Stripping the sheets
28 August, 2020
Some companies worked to reinvent themselves during the pandemic or adapt products and/or services to better meet new consumer needs. Others have done just the opposite and reverted back to their original purpose.
Enter AirBnB. While it’s been growing rapidly, the last few years have also seen AirBnB criticised for tax issues, inflating the housing market (did you know in parts of the UK, 1 in 4 homes is an AirBnB?) and encouraging overtourism.
Easy to conclude that AirBnB as it once was, based around couch surfing, warm hosts and authentic experiences, was set to become a distant memory
But perhaps it is coming back. In last week’s Sunday times, AirBnB founder Brian Chesky, set out how the pandemic, in which the company took a $1billion hit, has also led to the decision to go back to the beginning again. “AirBnB needs to get back to its roots, back to the basics, back to what is truly special: everyday people who host in their homes” as Chesky put it. And, making himself a Silicon Valley outsider, Chesky also raised his arms, apologised for what had gone wrong, and promised to work to undo the harm.

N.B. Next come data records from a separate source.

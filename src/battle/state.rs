use crate::pokemon::PokemonInst;
use ordered_float::OrderedFloat;
use schema::StatType;
use serde::{Deserialize, Serialize};
use std::fmt;

#[derive(Serialize, Deserialize, Debug, Clone, PartialEq, Copy)]
pub enum GameState {
    WaitingForActions,
    TurnInProgress,
    PlayerWin,
    OpponentWin,
    Draw,
}

impl GameState {
    pub fn is_finished(self) -> bool {
        matches!(
            self,
            GameState::PlayerWin | GameState::OpponentWin | GameState::Draw
        )
    }
}

/// One of the two sides of a battle.
#[derive(Serialize, Deserialize, Debug, Clone, Copy, PartialEq, Eq, Hash)]
pub enum Side {
    Player,
    Opponent,
}

impl Side {
    pub fn index(self) -> usize {
        match self {
            Side::Player => 0,
            Side::Opponent => 1,
        }
    }

    pub fn other(self) -> Side {
        match self {
            Side::Player => Side::Opponent,
            Side::Opponent => Side::Player,
        }
    }
}

#[derive(Serialize, Deserialize, Debug, Clone, Copy, PartialEq, Eq, Hash)]
pub enum PlayerAction {
    // The index refers to the move's position (0-3) in the Pokémon's move list.
    UseMove { move_index: usize },

    Forfeit,
}

#[derive(Serialize, Deserialize, Debug, Clone, PartialEq)]
pub enum BattleEvent {
    // Turn Management
    TurnStarted {
        turn_number: u32,
    },
    TurnEnded,

    // Move Events
    MoveUsed {
        pokemon: String,
        move_name: String,
    },
    MoveMissed {
        attacker: String,
        move_name: String,
    },
    MoveFailed {
        attacker: String,
        move_name: String,
    },
    CriticalHit {
        attacker: String,
    },
    Effectiveness {
        multiplier: OrderedFloat<f64>,
    },

    // Damage
    DamageDealt {
        target: String,
        damage: u16,
        remaining_hp: u16,
    },

    // Stat Stages
    StageChanged {
        target: String,
        stat: StatType,
        delta: i8,
        old_stage: i8,
        new_stage: i8,
    },
    StageCapped {
        target: String,
        stat: StatType,
        rising: bool,
    },

    // Battle Flow
    NoUsableMoves {
        pokemon: String,
    },
    PokemonFainted {
        pokemon: String,
    },
    BattleEnded {
        winner: Option<String>,
    },
}

impl BattleEvent {
    /// Format this event into human-readable text.
    /// Returns `None` for events that should not be displayed.
    pub fn format(&self) -> Option<String> {
        match self {
            // === Turn Management Events ===
            BattleEvent::TurnStarted { turn_number } => {
                Some(format!("=== Turn {} ===", turn_number))
            }
            BattleEvent::TurnEnded => None,

            // === Move Events ===
            BattleEvent::MoveUsed { pokemon, move_name } => {
                Some(format!("{} used {}!", pokemon, move_name))
            }
            BattleEvent::MoveMissed { .. } => Some("... but it missed!".to_string()),
            BattleEvent::MoveFailed { .. } => Some("... but it failed!".to_string()),
            BattleEvent::CriticalHit { .. } => Some("A critical hit!".to_string()),
            BattleEvent::Effectiveness { multiplier } => {
                let multiplier = multiplier.into_inner();
                if multiplier <= 0.0 {
                    Some("But it had no effect!".to_string())
                } else if multiplier < 1.0 {
                    Some("It's not very effective...".to_string())
                } else if multiplier > 1.0 {
                    Some("It's super effective!".to_string())
                } else {
                    None // Neutral hits carry no extra line
                }
            }

            // === Damage Events ===
            BattleEvent::DamageDealt { damage, .. } => {
                Some(format!("It dealt {} damage!", damage))
            }

            // === Stat Stage Events ===
            BattleEvent::StageChanged {
                target,
                stat,
                delta,
                ..
            } => Some(format!(
                "{}'s {} {}",
                target,
                stat,
                schema::stat_change_flavor_text(*delta)
            )),
            BattleEvent::StageCapped {
                target,
                stat,
                rising,
            } => Some(format!(
                "{}'s {} won't go any {}!",
                target,
                stat,
                if *rising { "higher" } else { "lower" }
            )),

            // === Battle Flow Events ===
            BattleEvent::NoUsableMoves { pokemon } => {
                Some(format!("{} has no moves left to use!", pokemon))
            }
            BattleEvent::PokemonFainted { pokemon } => Some(format!("{} fainted.", pokemon)),
            BattleEvent::BattleEnded { winner } => match winner {
                Some(winner) => Some(format!("{} wins the battle!", winner)),
                None => Some("The battle ended in a draw.".to_string()),
            },
        }
    }
}

/// Ordered collection of the events one turn (or one action) produced.
#[derive(Debug, Clone, Default, PartialEq)]
pub struct EventBus {
    events: Vec<BattleEvent>,
}

impl EventBus {
    pub fn new() -> Self {
        Self { events: Vec::new() }
    }

    pub fn push(&mut self, event: BattleEvent) {
        self.events.push(event);
    }

    pub fn extend(&mut self, events: impl IntoIterator<Item = BattleEvent>) {
        self.events.extend(events);
    }

    pub fn events(&self) -> &[BattleEvent] {
        &self.events
    }

    /// The displayable lines of every event, in order.
    pub fn lines(&self) -> Vec<String> {
        self.events.iter().filter_map(BattleEvent::format).collect()
    }
}

/// What one use of a move did, as events.
///
/// The target has already been mutated by the time a report exists; the
/// report is the narration of that mutation.
#[derive(Debug, Clone, Default, PartialEq)]
pub struct MoveReport {
    pub events: Vec<BattleEvent>,
}

impl MoveReport {
    pub fn hit(&self) -> bool {
        !self.events.iter().any(|event| {
            matches!(
                event,
                BattleEvent::MoveMissed { .. } | BattleEvent::MoveFailed { .. }
            )
        })
    }

    /// Damage dealt by this move, zero for misses and status moves.
    pub fn damage(&self) -> u16 {
        self.events
            .iter()
            .find_map(|event| match event {
                BattleEvent::DamageDealt { damage, .. } => Some(*damage),
                _ => None,
            })
            .unwrap_or(0)
    }

    /// The multi-line text a player sees for this move.
    pub fn narration(&self) -> String {
        self.events
            .iter()
            .filter_map(BattleEvent::format)
            .collect::<Vec<_>>()
            .join("\n")
    }
}

impl fmt::Display for MoveReport {
    fn fmt(&self, f: &mut fmt::Formatter<'_>) -> fmt::Result {
        write!(f, "{}", self.narration())
    }
}

#[derive(Serialize, Deserialize, Debug, Clone)]
pub struct BattleState {
    pub combatants: [PokemonInst; 2],
    pub turn_number: u32,
    pub game_state: GameState,
}

impl BattleState {
    pub fn new(player: PokemonInst, opponent: PokemonInst) -> Self {
        Self {
            combatants: [player, opponent],
            turn_number: 1,
            game_state: GameState::WaitingForActions,
        }
    }

    pub fn combatant(&self, side: Side) -> &PokemonInst {
        &self.combatants[side.index()]
    }

    pub fn combatant_mut(&mut self, side: Side) -> &mut PokemonInst {
        &mut self.combatants[side.index()]
    }

    /// The acting combatant mutably, alongside its opponent mutably.
    pub fn actor_and_target(&mut self, actor: Side) -> (&mut PokemonInst, &mut PokemonInst) {
        let [player, opponent] = &mut self.combatants;
        match actor {
            Side::Player => (player, opponent),
            Side::Opponent => (opponent, player),
        }
    }

    pub fn anyone_fainted(&self) -> bool {
        self.combatants.iter().any(PokemonInst::is_fainted)
    }
}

He’s set out some of the ways forward – getting rid of ancillary travel services (because he’s not aiming to be ‘uber of travel’), conducting a deep audit of who’s on the site to root out those who are ‘inauthentic’ (most notably large operators offering mass produced services) and trying to counter mas tourism through partnerships with smaller, less obvious destinations.
Of course saying is the easy part and the doing is hard, but Chesky has said he’s happy for profits to dive in the short term, even if it makes shareholders uneasy. And we’re all for the determination to take a path backwards in order to move the company forwards, and see it’s purpose of connecting people paving the way to the future.